*** SOURCE DATA ***

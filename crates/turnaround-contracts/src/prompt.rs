use serde::Serialize;

use crate::catalog::{generic_base_sentence, Angle, ArtStyle, CameraModel, LensKind};

/// Stylistic modifiers applied on top of an angle's base sentence.
///
/// `focal_length_mm` and `aperture_f` are free-form; they are interpolated
/// verbatim (trimmed) and never validated as numbers.
#[derive(Debug, Clone, Default, PartialEq, Eq, Serialize)]
pub struct PromptModifiers {
    pub style: ArtStyle,
    pub camera: CameraModel,
    pub lens: LensKind,
    pub focal_length_mm: String,
    pub aperture_f: String,
}

impl PromptModifiers {
    pub fn is_default(&self) -> bool {
        self.style.is_default()
            && self.camera.is_default()
            && self.lens.is_default()
            && self.focal_length_mm.trim().is_empty()
            && self.aperture_f.trim().is_empty()
    }
}

/// Builds the generation prompt for `angle_name`.
///
/// Clause order is fixed: style, camera, lens, focal length, aperture. A clause
/// is only appended when its value differs from the neutral default.
pub fn compose_prompt(angle_name: &str, modifiers: &PromptModifiers) -> String {
    let mut prompt = match Angle::from_label(angle_name) {
        Ok(angle) => angle.base_sentence(),
        Err(_) => generic_base_sentence(angle_name),
    };
    for clause in modifier_clauses(modifiers) {
        prompt.push(' ');
        prompt.push_str(&clause);
    }
    prompt
}

impl Angle {
    pub fn prompt(self, modifiers: &PromptModifiers) -> String {
        compose_prompt(self.label(), modifiers)
    }
}

fn modifier_clauses(modifiers: &PromptModifiers) -> Vec<String> {
    let mut clauses = Vec::new();
    if !modifiers.style.is_default() {
        clauses.push(format!("Render the image in {} style.", modifiers.style));
    }
    if !modifiers.camera.is_default() {
        clauses.push(format!(
            "Make it look as if it was shot on a {} camera.",
            modifiers.camera
        ));
    }
    if !modifiers.lens.is_default() {
        clauses.push(format!("Use a {} lens.", modifiers.lens));
    }
    let focal = modifiers.focal_length_mm.trim();
    if !focal.is_empty() {
        clauses.push(format!("Use a focal length of {focal}mm."));
    }
    let aperture = modifiers.aperture_f.trim();
    if !aperture.is_empty() {
        clauses.push(format!("Use an aperture of f/{aperture}."));
    }
    clauses
}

*** End of SOURCE DATA ***

ABOUT THIS TASK | Using the data above, transcribe the lines that run from the line with "Builds the generation" to the line with "compose_prompt(self.label(), modifiers)", both ends kept, and output nothing else.

THE ANSWER |
/// Builds the generation prompt for `angle_name`.
///
/// Clause order is fixed: style, camera, lens, focal length, aperture. A clause
/// is only appended when its value differs from the neutral default.
pub fn compose_prompt(angle_name: &str, modifiers: &PromptModifiers) -> String {
    let mut prompt = match Angle::from_label(angle_name) {
        Ok(angle) => angle.base_sentence(),
        Err(_) => generic_base_sentence(angle_name),
    };
    for clause in modifier_clauses(modifiers) {
        prompt.push(' ');
        prompt.push_str(&clause);
    }
    prompt
}

impl Angle {
    pub fn prompt(self, modifiers: &PromptModifiers) -> String {
        compose_prompt(self.label(), modifiers)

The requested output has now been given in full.